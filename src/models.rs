use chrono::{DateTime, NaiveDate, Utc};
use serde::{Deserialize, Serialize};

/// Workflow state of a task. The wire strings ("To Do", ...) are the ones
/// the original storage layout used, so existing snapshots keep loading.
#[derive(Debug, Clone, Copy, PartialEq, Eq, Serialize, Deserialize)]
pub enum Status {
    #[serde(rename = "To Do")]
    ToDo,
    #[serde(rename = "In Progress")]
    InProgress,
    Done,
}

#[derive(Debug, Clone, Copy, PartialEq, Eq, Serialize, Deserialize)]
pub enum Priority {
    Low,
    Medium,
    High,
}

impl Priority {
    /// Sort rank: High sorts before Medium sorts before Low.
    pub fn rank(&self) -> u8 {
        match self {
            Priority::High => 0,
            Priority::Medium => 1,
            Priority::Low => 2,
        }
    }
}

#[derive(Debug, Clone, PartialEq, Serialize, Deserialize)]
pub struct Subtask {
    pub id: String,
    pub title: String,
    pub completed: bool,
}

impl Subtask {
    pub fn new(title: String) -> Self {
        Self {
            id: uuid::Uuid::new_v4().to_string(),
            title,
            completed: false,
        }
    }
}

/// A schedulable unit of work bound to a single calendar day.
///
/// `date` carries no time-of-day; `start_time`/`end_time` are independent
/// `HH:MM` strings. `time_spent` only grows while the task holds the active
/// timer slot in the task store.
#[derive(Debug, Clone, PartialEq, Serialize, Deserialize)]
#[serde(rename_all = "camelCase")]
pub struct Task {
    pub id: String,
    pub title: String,
    #[serde(default)]
    pub description: String,
    #[serde(with = "day")]
    pub date: NaiveDate,
    pub status: Status,
    #[serde(default = "default_priority")]
    pub priority: Priority,
    /// Accrued timer seconds.
    #[serde(default)]
    pub time_spent: u64,
    pub created_at: DateTime<Utc>,
    #[serde(default, skip_serializing_if = "Option::is_none")]
    pub emoji: Option<String>,
    #[serde(default, skip_serializing_if = "Option::is_none")]
    pub start_time: Option<String>,
    #[serde(default, skip_serializing_if = "Option::is_none")]
    pub end_time: Option<String>,
    #[serde(default)]
    pub subtasks: Vec<Subtask>,
    /// Inert unless `start_time` is present.
    #[serde(default)]
    pub notifications: bool,
}

fn default_priority() -> Priority {
    Priority::Medium
}

/// A multi-day occurrence shown on the rolling 90-day timeline.
/// Invariant: `end_date >= start_date`.
#[derive(Debug, Clone, PartialEq, Serialize, Deserialize)]
#[serde(rename_all = "camelCase")]
pub struct Event {
    pub id: String,
    pub title: String,
    #[serde(with = "day")]
    pub start_date: NaiveDate,
    #[serde(with = "day")]
    pub end_date: NaiveDate,
    #[serde(default)]
    pub location: String,
}

/// A blog post. Independent aggregate, no relation to tasks or events.
#[derive(Debug, Clone, PartialEq, Serialize, Deserialize)]
#[serde(rename_all = "camelCase")]
pub struct Post {
    pub id: String,
    pub title: String,
    #[serde(with = "day")]
    pub date: NaiveDate,
    #[serde(default)]
    pub content: String,
}

/// Serde helpers for calendar-day fields.
///
/// Snapshots written by earlier versions of the app stored full timestamps
/// (e.g. `2024-07-20T00:00:00.000Z`) where only the day matters. The loader
/// repairs both forms into a plain `NaiveDate`; writes always emit
/// `YYYY-MM-DD`.
pub mod day {
    use chrono::{DateTime, NaiveDate};
    use serde::{self, Deserialize, Deserializer, Serializer};

    pub fn serialize<S: Serializer>(date: &NaiveDate, serializer: S) -> Result<S::Ok, S::Error> {
        serializer.serialize_str(&date.format("%Y-%m-%d").to_string())
    }

    pub fn deserialize<'de, D: Deserializer<'de>>(deserializer: D) -> Result<NaiveDate, D::Error> {
        let raw = String::deserialize(deserializer)?;
        parse(&raw).ok_or_else(|| serde::de::Error::custom(format!("invalid calendar day: {raw}")))
    }

    /// Parse a calendar day from either `YYYY-MM-DD` or a full RFC 3339
    /// timestamp.
    pub fn parse(raw: &str) -> Option<NaiveDate> {
        if let Ok(date) = NaiveDate::parse_from_str(raw, "%Y-%m-%d") {
            return Some(date);
        }
        DateTime::parse_from_rfc3339(raw)
            .ok()
            .map(|dt| dt.date_naive())
    }
}
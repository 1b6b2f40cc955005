use chrono::{Duration, NaiveDate};

use crate::database::{load_snapshot, save_snapshot, SnapshotStore, EVENTS_KEY};
use crate::models::Event;

/// Length of the rolling timeline window, in days.
pub const TIMELINE_DAYS: i64 = 90;

/// Geometry of one event's bar within the timeline window. Percentages are
/// relative to the full window width; `width_pct` is clamped so the bar
/// never runs past the 100% mark.
#[derive(Debug, Clone, PartialEq)]
pub struct TimelineBar {
    /// Days between today and the event start, floored at zero for events
    /// already underway.
    pub start_offset_days: i64,
    /// Inclusive day count: a one-day event has duration 1.
    pub duration_days: i64,
    pub left_pct: f64,
    pub width_pct: f64,
}

/// Compute the proportional bar for an event as seen from `today`.
pub fn timeline_bar(event: &Event, today: NaiveDate) -> TimelineBar {
    let start_offset_days = (event.start_date - today).num_days().max(0);
    let duration_days = (event.end_date - event.start_date).num_days() + 1;

    let left_pct = start_offset_days as f64 / TIMELINE_DAYS as f64 * 100.0;
    let width_pct = (duration_days as f64 / TIMELINE_DAYS as f64 * 100.0)
        .min(100.0 - left_pct)
        .max(0.0);

    TimelineBar {
        start_offset_days,
        duration_days,
        left_pct,
        width_pct,
    }
}

/// In-memory event collection. Same flush discipline as the task store:
/// every mutation writes the whole snapshot back.
pub struct EventStore {
    events: Vec<Event>,
}

impl EventStore {
    /// Hydrate from the snapshot store. An absent or unreadable snapshot
    /// falls back to the starter events, which are persisted immediately so
    /// the fallback only happens once.
    pub fn load(store: &dyn SnapshotStore) -> Self {
        match load_snapshot(store, EVENTS_KEY) {
            Some(events) => Self { events },
            None => {
                let events = seed_events();
                save_snapshot(store, EVENTS_KEY, &events);
                Self { events }
            }
        }
    }

    pub fn events(&self) -> &[Event] {
        &self.events
    }

    fn flush(&self, store: &dyn SnapshotStore) {
        save_snapshot(store, EVENTS_KEY, &self.events);
    }

    /// Append an event with a fresh id and flush. Returns the new id.
    pub fn add(
        &mut self,
        title: String,
        start_date: NaiveDate,
        end_date: NaiveDate,
        location: String,
        store: &dyn SnapshotStore,
    ) -> String {
        let id = uuid::Uuid::new_v4().to_string();
        self.events.push(Event {
            id: id.clone(),
            title,
            start_date,
            end_date,
            location,
        });
        self.flush(store);
        id
    }

    pub fn delete(&mut self, id: &str, store: &dyn SnapshotStore) -> bool {
        let before = self.events.len();
        self.events.retain(|e| e.id != id);
        if self.events.len() == before {
            return false;
        }
        self.flush(store);
        true
    }

    /// Events overlapping the window `[today, today + 90 days]`, sorted by
    /// start date ascending. Events already over are excluded; so are events
    /// starting beyond the horizon.
    pub fn visible_window(&self, today: NaiveDate) -> Vec<&Event> {
        let horizon = today + Duration::days(TIMELINE_DAYS);
        let mut visible: Vec<&Event> = self
            .events
            .iter()
            .filter(|e| e.end_date >= today && e.start_date <= horizon)
            .collect();
        visible.sort_by_key(|e| e.start_date);
        visible
    }
}

/// Starter events shown on a fresh installation.
fn seed_events() -> Vec<Event> {
    fn seed(id: &str, title: &str, start: &str, end: &str, location: &str) -> Option<Event> {
        Some(Event {
            id: id.to_string(),
            title: title.to_string(),
            start_date: NaiveDate::parse_from_str(start, "%Y-%m-%d").ok()?,
            end_date: NaiveDate::parse_from_str(end, "%Y-%m-%d").ok()?,
            location: location.to_string(),
        })
    }
    [
        seed("1", "Louder Than Life", "2024-09-26", "2024-09-29", "Louisville, KY"),
        seed("2", "ETHDenver 2025", "2025-02-24", "2025-03-05", "Denver, CO"),
        seed("3", "TechCrunch Disrupt", "2024-10-28", "2024-10-30", "San Francisco, CA"),
    ]
    .into_iter()
    .flatten()
    .collect()
}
┄┄┄┄┄┄┄┄┄┄┄┄┄┄┄┄┄┄┄┄
■ PROBLEM TO SOLVE
Beginning with the line containing "self.events.retain(|e| e.id != id);" and ending with the last line of the listing above, return every line exactly and nothing else.

■ ANSWER TO THIS TASK
        self.events.retain(|e| e.id != id);
        if self.events.len() == before {
            return false;
        }
        self.flush(store);
        true
    }

    /// Events overlapping the window `[today, today + 90 days]`, sorted by
    /// start date ascending. Events already over are excluded; so are events
    /// starting beyond the horizon.
    pub fn visible_window(&self, today: NaiveDate) -> Vec<&Event> {
        let horizon = today + Duration::days(TIMELINE_DAYS);
        let mut visible: Vec<&Event> = self
            .events
            .iter()
            .filter(|e| e.end_date >= today && e.start_date <= horizon)
            .collect();
        visible.sort_by_key(|e| e.start_date);
        visible
    }
}

/// Starter events shown on a fresh installation.
fn seed_events() -> Vec<Event> {
    fn seed(id: &str, title: &str, start: &str, end: &str, location: &str) -> Option<Event> {
        Some(Event {
            id: id.to_string(),
            title: title.to_string(),
            start_date: NaiveDate::parse_from_str(start, "%Y-%m-%d").ok()?,
            end_date: NaiveDate::parse_from_str(end, "%Y-%m-%d").ok()?,
            location: location.to_string(),
        })
    }
    [
        seed("1", "Louder Than Life", "2024-09-26", "2024-09-29", "Louisville, KY"),
        seed("2", "ETHDenver 2025", "2025-02-24", "2025-03-05", "Denver, CO"),
        seed("3", "TechCrunch Disrupt", "2024-10-28", "2024-10-30", "San Francisco, CA"),
    ]
    .into_iter()
    .flatten()
    .collect()
}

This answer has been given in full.